Each line with the word "AuthConfig" must appear in the answer, copied from the records.

[Saved entries]
══════════
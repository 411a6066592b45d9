/// Incident severity as reported by the officer
///
/// Unrecognised values are kept verbatim and weigh in at the default rate.
#[derive(Debug, Clone, PartialEq, Eq)]
pub enum Severity {
    Low,
    Medium,
    High,
    Critical,
    Other(String),
}

impl Severity {
    const DEFAULT_RISK: i32 = 10;

    pub fn parse(value: &str) -> Self {
        let value = value.trim();
        match value.to_ascii_lowercase().as_str() {
            "low" => Severity::Low,
            "medium" => Severity::Medium,
            "high" => Severity::High,
            "critical" => Severity::Critical,
            _ => Severity::Other(value.to_string()),
        }
    }

    pub fn as_str(&self) -> &str {
        match self {
            Severity::Low => "low",
            Severity::Medium => "medium",
            Severity::High => "high",
            Severity::Critical => "critical",
            Severity::Other(value) => value,
        }
    }

    /// Points added to the worker's risk score
    pub fn risk_increment(&self) -> i32 {
        match self {
            Severity::Low => 5,
            Severity::Medium => 15,
            Severity::High => 30,
            Severity::Critical => 50,
            Severity::Other(_) => Self::DEFAULT_RISK,
        }
    }
}
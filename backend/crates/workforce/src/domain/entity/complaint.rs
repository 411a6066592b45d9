use chrono::{DateTime, Datelike, Utc};
use kernel::id::{ComplaintId, WorkerId};

use crate::domain::value_object::complaint::{ComplaintCategory, ComplaintStatus};

/// Complaint filed by a citizen against a verified worker
#[derive(Debug, Clone)]
pub struct Complaint {
    pub complaint_id: ComplaintId,
    /// `CMP-{year}-{mmddHHMMSS}`
    pub complaint_number: String,
    pub worker_id: WorkerId,
    pub category: ComplaintCategory,
    pub status: ComplaintStatus,
    pub title: String,
    pub description: String,
    pub complainant_name: Option<String>,
    pub complainant_contact: Option<String>,
    pub created_at: DateTime<Utc>,
}

impl Complaint {
    pub const RISK_INCREMENT: i32 = 10;

    pub fn file(
        worker_id: WorkerId,
        category: ComplaintCategory,
        title: String,
        description: String,
        complainant_name: Option<String>,
        complainant_contact: Option<String>,
    ) -> Self {
        let now = Utc::now();
        Self {
            complaint_id: ComplaintId::new(),
            complaint_number: case_number("CMP", now),
            worker_id,
            category,
            status: ComplaintStatus::Open,
            title,
            description,
            complainant_name,
            complainant_contact,
            created_at: now,
        }
    }
}

/// `{prefix}-{year}-{mmddHHMMSS}`
pub fn case_number(prefix: &str, at: DateTime<Utc>) -> String {
    format!("{prefix}-{}-{}", at.year(), at.format("%m%d%H%M%S"))
}

#[cfg(test)]
mod tests {
    use super::*;
    use chrono::TimeZone;

    #[test]
    fn test_case_number_format() {
        let at = Utc.with_ymd_and_hms(2025, 3, 9, 14, 5, 7).unwrap();
        assert_eq!(case_number("CMP", at), "CMP-2025-0309140507");
        assert_eq!(case_number("INC", at), "INC-2025-0309140507");
    }
}
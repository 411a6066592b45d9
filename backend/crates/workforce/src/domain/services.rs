//! Domain Services
//!
//! Pure rules for credentials, scanned codes and uploaded images.

use base64::Engine;
use base64::engine::general_purpose;

use crate::domain::value_object::worker_identifier::WorkerIdentifier;

/// Text encoded in a worker's QR code
pub fn qr_payload(frontend_base: &str, identifier: &WorkerIdentifier) -> String {
    format!("{frontend_base}/verify?id={identifier}")
}

/// Public lookup URL for a worker
pub fn verification_endpoint(frontend_base: &str, identifier: &WorkerIdentifier) -> String {
    format!("{frontend_base}/api/verify/worker/{identifier}")
}

/// Identifier from a scanned QR code
///
/// Takes the `id` query parameter of the scanned URL; a bare identifier is
/// accepted as well.
pub fn identifier_from_qr(qr_data: &str) -> Option<WorkerIdentifier> {
    let qr_data = qr_data.trim();
    let query = match qr_data.split_once('?') {
        Some((_, query)) => query,
        None => return WorkerIdentifier::parse(qr_data),
    };
    let query = query.split('#').next().unwrap_or_default();

    query
        .split('&')
        .find_map(|pair| pair.strip_prefix("id="))
        .and_then(WorkerIdentifier::parse)
}

/// Decoding failure for an uploaded image
#[derive(Debug, Clone, PartialEq, Eq, thiserror::Error)]
pub enum ImageDecodeError {
    #[error("Image data is empty")]
    Empty,
    #[error("Image is not valid base64")]
    InvalidBase64,
    #[error("Image exceeds {0} bytes")]
    TooLarge(usize),
}

/// Decode a base64 image, with or without a `data:` URI prefix
pub fn decode_image(encoded: &str, max_bytes: usize) -> Result<Vec<u8>, ImageDecodeError> {
    let encoded = encoded.trim();
    let data = match encoded.strip_prefix("data:") {
        Some(rest) => rest.split_once(',').map(|(_, d)| d).unwrap_or_default(),
        None => encoded,
    };
    if data.is_empty() {
        return Err(ImageDecodeError::Empty);
    }
    // base64 length is a third larger than the bytes it carries
    if data.len() / 4 * 3 > max_bytes + 3 {
        return Err(ImageDecodeError::TooLarge(max_bytes));
    }

    let compact: String = data.chars().filter(|c| !c.is_ascii_whitespace()).collect();
    let bytes = general_purpose::STANDARD
        .decode(compact)
        .map_err(|_| ImageDecodeError::InvalidBase64)?;

    if bytes.is_empty() {
        return Err(ImageDecodeError::Empty);
    }
    if bytes.len() > max_bytes {
        return Err(ImageDecodeError::TooLarge(max_bytes));
    }
    Ok(bytes)
}
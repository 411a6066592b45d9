pub mod complaint;
pub mod severity;
pub mod status;
pub mod worker_category;
pub mod worker_identifier;
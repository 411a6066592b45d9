//! Check Session Use Case
//!
//! Verifies and retrieves session information.

use std::sync::Arc;

use kernel::id::AuthSessionId;
use platform::crypto::verify_token;

use crate::application::config::AuthConfig;
use crate::domain::entity::auth_session::AuthSession;
use crate::domain::repository::AuthSessionRepository;
use crate::error::{AuthError, AuthResult};

/// Session info output
#[derive(Debug, Clone)]
pub struct SessionInfoOutput {
    pub user_id: String,
    pub user_role: String,
    pub expires_at_ms: i64,
}

/// Check session use case
pub struct CheckSessionUseCase<S>
where
    S: AuthSessionRepository + Clone + Send + Sync + 'static,
{
    session_repo: Arc<S>,
    config: Arc<AuthConfig>,
}

impl<S> CheckSessionUseCase<S>
where
    S: AuthSessionRepository + Clone + Send + Sync + 'static,
{
    pub fn new(session_repo: Arc<S>, config: Arc<AuthConfig>) -> Self {
        Self {
            session_repo,
            config,
        }
    }

    /// Check if session is valid and return session info
    pub async fn execute(
        &self,
        session_token: &str,
        fingerprint_hash: &[u8],
    ) -> AuthResult<SessionInfoOutput> {
        let session = self.get_session(session_token, fingerprint_hash).await?;

        Ok(SessionInfoOutput {
            user_id: session.user_id.to_string(),
            user_role: session.user_role.code().to_string(),
            expires_at_ms: session.expires_at_ms,
        })
    }

    /// Resolve a live session and record activity
    pub async fn get_session(
        &self,
        session_token: &str,
        fingerprint_hash: &[u8],
    ) -> AuthResult<AuthSession> {
        let session_id = parse_session_token(&self.config, session_token)?;

        let mut session = self
            .session_repo
            .find_session(&session_id, fingerprint_hash)
            .await?
            .ok_or(AuthError::SessionInvalid)?;

        if session.is_expired() {
            self.session_repo.delete_session(&session_id).await?;
            return Err(AuthError::SessionInvalid);
        }

        session.touch();

        // Activity is best effort and must not delay the request
        let session_clone = session.clone();
        let repo = self.session_repo.clone();
        tokio::spawn(async move {
            if let Err(e) = repo.touch_session(&session_clone).await {
                tracing::warn!(error = %e, "Failed to update session activity");
            }
        });

        Ok(session)
    }
}

/// Verify the token signature and extract the session id
pub(crate) fn parse_session_token(config: &AuthConfig, token: &str) -> AuthResult<AuthSessionId> {
    verify_token(&config.session_secret, token)
        .and_then(|payload| payload.parse().ok())
        .ok_or(AuthError::SessionInvalid)
}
══════════
## OUTPUT FOR THIS TASK
use crate::application::config::AuthConfig;
    config: Arc<AuthConfig>,
    pub fn new(session_repo: Arc<S>, config: Arc<AuthConfig>) -> Self {
pub(crate) fn parse_session_token(config: &AuthConfig, token: &str) -> AuthResult<AuthSessionId> {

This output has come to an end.